Foto: http://itambe.projetosredirect.com.br

A partir da crise hídrica que já afeta alguns estados brasileiros, devem ser feitas as seguintes questões: “Por que chegamos a esse ponto? A quem interessa a crise da água? É uma fatalidade climática ou ela foi construída?”, sugere Humberto Miranda em entrevista concedida à IHU On-Line por e-mail.

Ele lembra que embora a agricultura tenha demandado um uso expressivo de água com a expansão do agronegócio, a “chamada ‘crise hídrica’, por seu turno, tem mais a ver com o urbano: indústria e urbanização”.

De acordo com ele, o consumo de água industrial e o uso doméstico apresentam uma situação mais complexa, porque estão relacionados “às formas de produção intensivas em recursos naturais (desperdiçam/degradam) ou às características específicas de um segmento em franco crescimento, como o de bebidas alcoólicas e não alcoólicas”. Para fabricar apenas um litro de bebida, por exemplo, são gastos entre 1,5 e 3 litros de água.

Contudo, pontua, a expansão urbana é o ponto “mais grave de todos” quando se analisam as causas do desperdício de água. “A questão central está no ritmo de crescimento das manchas urbanas. Esse é um dado mais estrutural e que não se resolverá tão cedo, mas poderá ser o calcanhar de Aquiles da crise das águas urbanas”, frisa. E acrescenta: “O avanço do capital imobiliário, através da valorização/especulação do uso/ocupação dos solos e na disputa pela localização vantajosa contribui vigorosamente para essa expansão”.

Humberto Miranda é graduado em Ciências Econômicas pela Universidade Estadual de Feira de Santana – UEFS, mestre e doutor pelo Instituto de Economia da Universidade de Campinas – Unicamp. Atualmente é professor da Unicamp e pesquisador do Centro de Estudos de Desenvolvimento Econômico – CEDE e desenvolve estudos e pesquisas na área de Desenvolvimento Econômico, Espaço e Meio Ambiente, com ênfase na questão regional e urbana.

Confira a entrevista.

Foto: http://greenstyle.com.br

IHU On-Line – Como o fato de a economia brasileira ser uma economia que depende da exportação de commodities impacta na crise hídrica que estamos vivendo?

Humberto Miranda – Numa matéria do jornal O Globo de 11/09/2012, intitulada “Brasil exporta cerca de 112 trilhões de litros de água doce por ano”, fez-se uma estimativa aterradora. Se considerarmos o mesmo nível de “exportação de água” hoje, para uma população de 200 milhões de habitantes, estaríamos exportando 560 litros de água/ano por habitante. Só que não adianta individualizar o problema. Essa informação se refere ao setor agroexportador, mas não sabemos ainda o quanto isso tem afetado ou impactado o abastecimento humano. Também não se trata de cada um de nós reduzirmos o consumo individual, que tem efeito no curto prazo. Isso ajuda até certo ponto, mas os limites são mais dramáticos. Trata-se de perguntar: por que chegamos a esse ponto? A quem interessa a crise da água? É uma fatalidade climática ou ela foi construída?

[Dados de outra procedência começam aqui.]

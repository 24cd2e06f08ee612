//! SSH connection configuration.

use std::path::PathBuf;
use std::sync::Arc;
use std::time::Duration;

use secrecy::SecretString;

/// Host key verification mode, analogous to OpenSSH's `StrictHostKeyChecking`.
#[derive(Debug, Clone, Copy, Default, PartialEq, Eq)]
pub enum HostKeyVerification {
    /// Reject unknown and changed keys. Connection fails if the host
    /// is not already in known_hosts.
    Strict,

    /// Accept and auto-learn unknown keys, but reject changed keys.
    /// This is the default and matches common SSH client behavior.
    #[default]
    AcceptNew,

    /// Accept all keys without checking. For testing and lab use only.
    Disabled,
}

impl std::str::FromStr for HostKeyVerification {
    type Err = String;

    fn from_str(s: &str) -> Result<Self, Self::Err> {
        match s.to_ascii_lowercase().as_str() {
            "strict" | "yes" => Ok(Self::Strict),
            "accept-new" | "accept_new" => Ok(Self::AcceptNew),
            "disabled" | "no" | "off" => Ok(Self::Disabled),
            other => Err(format!(
                "expected strict, accept-new or disabled, got '{other}'"
            )),
        }
    }
}

/// Authentication method for SSH connections.
#[derive(Debug)]
pub enum AuthMethod {
    /// Password authentication.
    Password(SecretString),

    /// Private key authentication.
    PrivateKey {
        /// Path to the private key file.
        path: PathBuf,
        /// Optional passphrase for encrypted keys.
        passphrase: Option<SecretString>,
    },
}

/// Login used for every device session.
///
/// Shared behind an `Arc` between the probe and full sessions so the secret
/// is held once.
#[derive(Debug)]
pub struct Credentials {
    /// Username for authentication.
    pub username: String,

    /// Authentication method.
    pub auth: AuthMethod,
}

impl Credentials {
    /// Password login.
    pub fn password(username: impl Into<String>, password: impl Into<String>) -> Self {
        Self {
            username: username.into(),
            auth: AuthMethod::Password(SecretString::from(password.into())),
        }
    }

    /// Private key login.
    pub fn private_key(
        username: impl Into<String>,
        path: impl Into<PathBuf>,
        passphrase: Option<String>,
    ) -> Self {
        Self {
            username: username.into(),
            auth: AuthMethod::PrivateKey {
                path: path.into(),
                passphrase: passphrase.map(SecretString::from),
            },
        }
    }
}

/// SSH connection configuration.
#[derive(Debug, Clone)]
pub struct SshConfig {
    /// Target host (hostname or IP address).
    pub host: String,

    /// SSH port (default: 22).
    pub port: u16,

    /// Login for this connection.
    pub credentials: Arc<Credentials>,

    /// Connection timeout.
    pub timeout: Duration,

    /// Terminal width for PTY.
    pub terminal_width: u32,

    /// Terminal height for PTY.
    pub terminal_height: u32,

    /// Host key verification mode.
    pub host_key_verification: HostKeyVerification,

    /// Path to known_hosts file.
    pub known_hosts_path: Option<PathBuf>,
}

impl SshConfig {
    /// Get the socket address for connection.
    pub fn socket_addr(&self) -> String {
        format!("{}:{}", self.host, self.port)
    }

    /// Username from the credentials.
    pub fn username(&self) -> &str {
        &self.credentials.username
    }
}

#[cfg(test)]
mod tests {
    use super::*;

    #[test]
    fn test_host_key_verification_from_str() {
        assert_eq!(
            "strict".parse::<HostKeyVerification>().unwrap(),
            HostKeyVerification::Strict
        );
        assert_eq!(
            "Accept-New".parse::<HostKeyVerification>().unwrap(),
            HostKeyVerification::AcceptNew
        );
        assert_eq!(
            "disabled".parse::<HostKeyVerification>().unwrap(),
            HostKeyVerification::Disabled
        );
        assert!("sometimes".parse::<HostKeyVerification>().is_err());
    }

    #[test]
    fn test_password_not_in_debug_output() {
        let creds = Credentials::password("admin", "hunter2");
        let debug = format!("{:?}", creds);
        assert!(debug.contains("admin"));
        assert!(!debug.contains("hunter2"));
    }
}
//! The conversation state machine.
//!
//! [`transition`] is pure: it maps the current state, context and one
//! inbound text to the next state, the next context and the effects to carry
//! out. Inputs that do not fit the current state produce no transition.

use std::sync::LazyLock;

use regex::Regex;

use crate::address::DeviceAddress;
use crate::chat::Reply;
use crate::collector::Collected;
use crate::report::{Facts, Interfaces, render_facts, render_interfaces};

pub const GREETING: &str = "Hello, I am your network bot. You can talk to me to get information \
                            about devices in your network.\n\n\
                            Send me a \"Done\" if you want to stop this interaction at any time\n\n\
                            Please tell me the primary IP address of the device you want to get \
                            information about.";
pub const CHOOSE_REPORT: &str = "Awesome, what do you want to get for this device?";
pub const FACTS_WAIT: &str = "Please wait while I get general facts about your device...";
pub const INTERFACES_WAIT: &str =
    "Please wait while I get information about working interfaces on your device...";
pub const UNSUPPORTED: &str = "Sorry, this device type is not supported yet.";
pub const INTERFACES_HEADER: &str = "Here are facts about your device interfaces:";
pub const FAREWELL: &str = "Closing the connection to the device. Ciao!";

static DONE: LazyLock<Regex> =
    LazyLock::new(|| Regex::new(r"^[dD]one$").expect("done pattern is valid"));

#[derive(Debug, Clone, Copy, PartialEq, Eq)]
pub enum State {
    AwaitingAddress,
    AwaitingReportChoice,
    AwaitingTermination,
    /// "done" was handled; no further input is accepted.
    Ended,
}

/// Per-conversation data carried between messages.
#[derive(Debug, Clone, Default, PartialEq, Eq)]
pub struct Context {
    pub address: Option<DeviceAddress>,
}

#[derive(Debug, Clone, Copy, PartialEq, Eq)]
pub enum ReportKind {
    Facts,
    Interfaces,
}

impl ReportKind {
    /// The keyboard label selecting this report.
    pub fn label(self) -> &'static str {
        match self {
            Self::Facts => "Facts",
            Self::Interfaces => "Interfaces",
        }
    }

    fn from_label(text: &str) -> Option<Self> {
        match text {
            "Facts" => Some(Self::Facts),
            "Interfaces" => Some(Self::Interfaces),
            _ => None,
        }
    }
}

#[derive(Debug, Clone, PartialEq, Eq)]
pub enum Effect {
    /// Send a message.
    Reply(Reply),
    /// Run a collector and send the rendered report.
    Collect {
        kind: ReportKind,
        address: DeviceAddress,
    },
}

#[derive(Debug, Clone, PartialEq, Eq)]
pub struct Transition {
    pub next: State,
    pub context: Context,
    pub effects: Vec<Effect>,
}

/// First message of every conversation.
pub fn greeting() -> Reply {
    Reply::plain(GREETING)
}

/// Advance the conversation by one inbound text.
///
/// `None` means the input is ignored: no state change and no reply.
pub fn transition(state: State, context: &Context, input: &str) -> Option<Transition> {
    if state == State::Ended {
        return None;
    }

    if DONE.is_match(input) {
        return Some(Transition {
            next: State::Ended,
            context: Context::default(),
            effects: vec![Effect::Reply(Reply::removing_keyboard(FAREWELL))],
        });
    }

    match state {
        State::AwaitingAddress => {
            let address = DeviceAddress::parse(input)?;
            Some(Transition {
                next: State::AwaitingReportChoice,
                context: Context {
                    address: Some(address),
                },
                effects: vec![Effect::Reply(Reply::with_choice(
                    CHOOSE_REPORT,
                    [ReportKind::Facts.label(), ReportKind::Interfaces.label()],
                ))],
            })
        }
        State::AwaitingReportChoice => {
            let kind = ReportKind::from_label(input)?;
            let address = context.address.clone()?;
            let wait = match kind {
                ReportKind::Facts => FACTS_WAIT,
                ReportKind::Interfaces => INTERFACES_WAIT,
            };
            Some(Transition {
                next: State::AwaitingTermination,
                context: context.clone(),
                effects: vec![
                    Effect::Reply(Reply::plain(wait)),
                    Effect::Collect { kind, address },
                ],
            })
        }
        State::AwaitingTermination | State::Ended => None,
    }
}

/// Messages reporting a facts collection.
pub fn facts_replies(collected: Collected<Facts>) -> Vec<Reply> {
    match collected {
        Collected::Report(facts) => render_facts(&facts).into_iter().map(Reply::plain).collect(),
        Collected::Unsupported => vec![Reply::plain(UNSUPPORTED)],
    }
}

/// Messages reporting an interface collection: a header, then one message
/// per working interface.
///
/// A device that reported no interfaces at all gets the same apology as an
/// unsupported one.
pub fn interfaces_replies(collected: Collected<Interfaces>) -> Vec<Reply> {
    match collected {
        Collected::Report(interfaces) if interfaces.is_empty() => vec![Reply::plain(UNSUPPORTED)],
        Collected::Report(interfaces) => std::iter::once(INTERFACES_HEADER.to_string())
            .chain(render_interfaces(&interfaces))
            .map(Reply::plain)
            .collect(),
        Collected::Unsupported => vec![Reply::plain(UNSUPPORTED)],
    }
}
//! Routing of inbound messages to per-user conversations.

use std::collections::HashMap;
use std::sync::Arc;

use log::{debug, error, info};
use tokio::sync::mpsc;
use tokio::task::JoinHandle;

use super::{ChatId, Inbound, Outbox, UserId};
use crate::collector::Collector;
use crate::conversation::Conversation;

/// Command opening a conversation.
pub const START_COMMAND: &str = "/start";

struct Worker {
    inbox: mpsc::UnboundedSender<String>,
    task: JoinHandle<()>,
}

/// Runs one conversation task per (chat, user).
///
/// Messages for one user are handled strictly in order by that user's task,
/// so a slow device lookup never holds up anyone else.
pub struct Dispatcher<C, O> {
    collector: Arc<C>,
    outbox: Arc<O>,
    workers: HashMap<(ChatId, UserId), Worker>,
}

impl<C, O> Dispatcher<C, O>
where
    C: Collector + 'static,
    O: Outbox + 'static,
{
    pub fn new(collector: Arc<C>, outbox: Arc<O>) -> Self {
        Self {
            collector,
            outbox,
            workers: HashMap::new(),
        }
    }

    /// Route one inbound message.
    ///
    /// Text for a running conversation is queued to it, `/start` included.
    /// Otherwise `/start` opens a new conversation and anything else is
    /// dropped.
    pub fn dispatch(&mut self, message: Inbound) {
        self.remove_finished();
        let key = (message.chat, message.user);

        let text = match self.workers.get(&key) {
            Some(worker) => match worker.inbox.send(message.text) {
                Ok(()) => return,
                // Conversation ended since the last message
                Err(mpsc::error::SendError(text)) => {
                    self.workers.remove(&key);
                    text
                }
            },
            None => message.text,
        };

        if !is_start_command(&text) {
            debug!("chat {} user {}: no conversation, ignoring", key.0, key.1);
            return;
        }

        info!("chat {} user {}: conversation started", key.0, key.1);
        let (inbox, rx) = mpsc::unbounded_channel();
        let conversation = Conversation::new(message.chat, self.collector.clone());
        let task = tokio::spawn(run_conversation(conversation, self.outbox.clone(), rx));
        self.workers.insert(key, Worker { inbox, task });
    }

    fn remove_finished(&mut self) {
        self.workers.retain(|(chat, user), worker| {
            if worker.task.is_finished() {
                debug!("chat {chat} user {user}: removing finished conversation");
                return false;
            }
            true
        });
    }

    /// Number of conversations still running.
    pub fn active(&self) -> usize {
        self.workers
            .values()
            .filter(|worker| !worker.task.is_finished())
            .count()
    }

    /// Stop accepting messages and wait for every conversation to drain its
    /// queue.
    pub async fn shutdown(self) {
        for ((chat, user), worker) in self.workers {
            drop(worker.inbox);
            if let Err(e) = worker.task.await {
                error!("chat {chat} user {user}: conversation task failed: {e}");
            }
        }
    }
}

fn is_start_command(text: &str) -> bool {
    text.split_whitespace().next().is_some_and(|command| {
        command == START_COMMAND
            || command
                .strip_prefix(START_COMMAND)
                .is_some_and(|rest| rest.starts_with('@'))
    })
}

async fn run_conversation<C: Collector, O: Outbox>(
    mut conversation: Conversation<C>,
    outbox: Arc<O>,
    mut rx: mpsc::UnboundedReceiver<String>,
) {
    let chat = conversation.chat();
    if let Err(e) = conversation.start(&*outbox).await {
        error!("chat {chat}: greeting failed: {e}");
        return;
    }

    while let Some(text) = rx.recv().await {
        if let Err(e) = conversation.handle(&text, &*outbox).await {
            error!("chat {chat}: {e}");
        }
        if conversation.is_ended() {
            info!("chat {chat}: conversation ended");
            break;
        }
    }
}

IHU On-Line – Qual é o custo para o Brasil da exportação de água via commodities? Qual é o impacto econômico desse processo de exportação de água?

Humberto Miranda – Vamos, em primeiro lugar, separar as coisas. A questão da exportação de commodities tem a ver com a forma como o Brasil foi resolvendo a vulnerabilidade externa, fragilizado pela falta de crescimento industrial e com sérios gargalos na infraestrutura. Dada tal exigência exportadora, fomos expandindo o agronegócio. Só que as características de nossa agricultura tropical obrigam um elevado gasto de água/hectare em determinadas culturas que necessitam de irrigação em larga escala e em mais intervalos de tempo. Uma técnica conservacionista como a do Plantio Direto, utilizada na cultura de grãos (soja), em que há maior preocupação conservacionista dos solos e das águas, foi introduzida muito tempo depois da substituição do modelo de modernização agrícola subsidiado pelo Estado que vigorou nos anos de 1970 e entrou em crise nos 1980.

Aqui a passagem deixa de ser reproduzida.